As I get ready to move to St. Louis, I’m inevitably getting nostalgic about my time in Columbia. Instead of making you read some maudlin tribute to my time here I’m going to talk instead about one of the best parts of living in a small town- being known by local waiters. I love routine and am a creature of habit, so it shouldn’t surprise you that my heart swells with joy whenever a server at a local establishment recognizes me. I think it’s important to be known for something and since I don’t yet have an incredible talent or marketable skill, I will settle for being “the girl who comes to this restaurant a lot.” Over the past five years, three servers stand out above the rest and will be greatly missed when I move to the big city.
Jessica at Addison’s: Oh gosh, what can I possibly say about this wonderful woman. My friends and I have frequented Addison’s weekly since my sophomore year in college to take advantage of their half price drinks and appetizers after 10. Addison’s nachos are a thing of wonder. Wonton chips, asiago cheese sauce, kalmata olives, black beans, and banana peppers form this delicious and whimsical take on traditional nacho fare. My friends and I have eaten a lot of these nachos over the years but we’ve also gained a less than stellar reputation at the place. We’re the party that comes in saying they have five and suddenly fifteen show up. Sometimes we’re too cheap to order drinks so we’ll split two plates of nachos for the whole table. Every waitress’s dream! We try to be polite and always tip well but the waitresses at Addison’s are downright rude sometimes- that is, until we met Jessica. Jessica is the anti-Addison’s waitress. Polite and perky, she always remembers your drink order and will throw in some life advice with your meal. Jessica is married with two small children (who I met when she inadvertently showed up at a garage sale I had!) and another on the way. She says she likes to waitress a few nights a week because it gets her out of the house, she says it’s been great for her marriage. I know this because one night she sat down at our table, gave us marriage advice, and then brought us free dessert. She has celebrated countless birthdays, bachelorette parties, and long overdue catch-ups between my group of friends, we’ve begun to consider her a friend as well.

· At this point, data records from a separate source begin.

//! The files under demos/ must stay loadable.

use std::path::Path;

use arena_core::{load_problem, EditorTheme, Workspace, WorkspaceSettings};

const DEMO_SETTINGS: &str = include_str!("../../demos/arena.toml");

#[test]
fn demo_settings_parse() {
    let settings = WorkspaceSettings::from_toml_str(DEMO_SETTINGS).unwrap();
    assert_eq!(settings.layout.initial_left_percent, 45.0);
    assert_eq!(settings.editor.default_theme, EditorTheme::GithubDark);
    assert_eq!(settings.editor.features.font_size, 14);
    assert_eq!(settings.languages.options()[0].value, "python");
}

#[test]
fn demo_problem_mounts_sanitized() {
    let path = Path::new(env!("CARGO_MANIFEST_DIR")).join("../demos/valid_parentheses.json");
    let problem = load_problem(&path).unwrap();
    let settings = WorkspaceSettings::from_toml_str(DEMO_SETTINGS).unwrap();
    let ws = Workspace::new(&settings, problem);

    assert_eq!(ws.editor_config().language.as_str(), "python");
    assert!(ws.starter_code().contains("def is_valid"));
    assert!(!ws.statement().as_str().contains("<script"));
    assert!(!ws.statement().as_str().contains("pwned"));
    assert!(ws.statement().as_str().contains("<em>Brackets must close in the correct order.</em>"));
    assert_eq!(ws.snapshot().widths.left_percent, 45.0);
}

Renzo at Taqueria: If you need a self-esteem boost, Taqueria is the place to go. Taqueria is one of those wonderful hole in the wall restaurants that is surely full of health violations but the food is so good you manage not to think about it. Renzo was the youngest waiter at Taqueria and clearly the most Americanized. Unlike Nicholas, Renzo made sure to let you know that he was well aware how often you came into Taqueria, teasing you over your tacos. Taqueria is notorious for getting your order wrong, even something as simple as “two chicken tacos on corn tortilla with salsa and cheese.” I mentioned this to him once and he looked shocked. “They mess up your order, you just tell me and I’ll take care of you.” Whatever you say, Renzo. Though he is no longer there, I’m comforted by the presence of another waiter, known to me as Amigos because he punctuates every sentence with the word. “Water, Amigos?…Ready to order, Amigos?…More chips, Amigos?” It’s no Renzo, but I still appreciate that, in an uncertain world, I can always count on Amigos.
Nicholas at Osaka: The first thing you should know about Nicholas is that he is a six and a half foot tall Russian man who works at a Japanese sushi restaurant. If this isn’t spectacular enough he is also unfailing kind and professional. I appreciate that although I come to Osaka a lot, and when I worked nearby I often ate there alone on my lunch break, he never makes me feel like “Oh, you again. It’s weird how often you come here, I think you are going to get mercury poisoning from eating so much raw fish. Also why don’t you have any friends?” Instead, he gives me a warm smile and we have the same conversation every time. (Imagine the following in a Russian accent) “Ah, hello! How are you today?….Are you ready to order? One Columbia roll and one dinner salad? Ah, okay!” Sometimes you want to go where everybody knows your name and sometimes you want to go where everyone knows your name but will act like they don’t.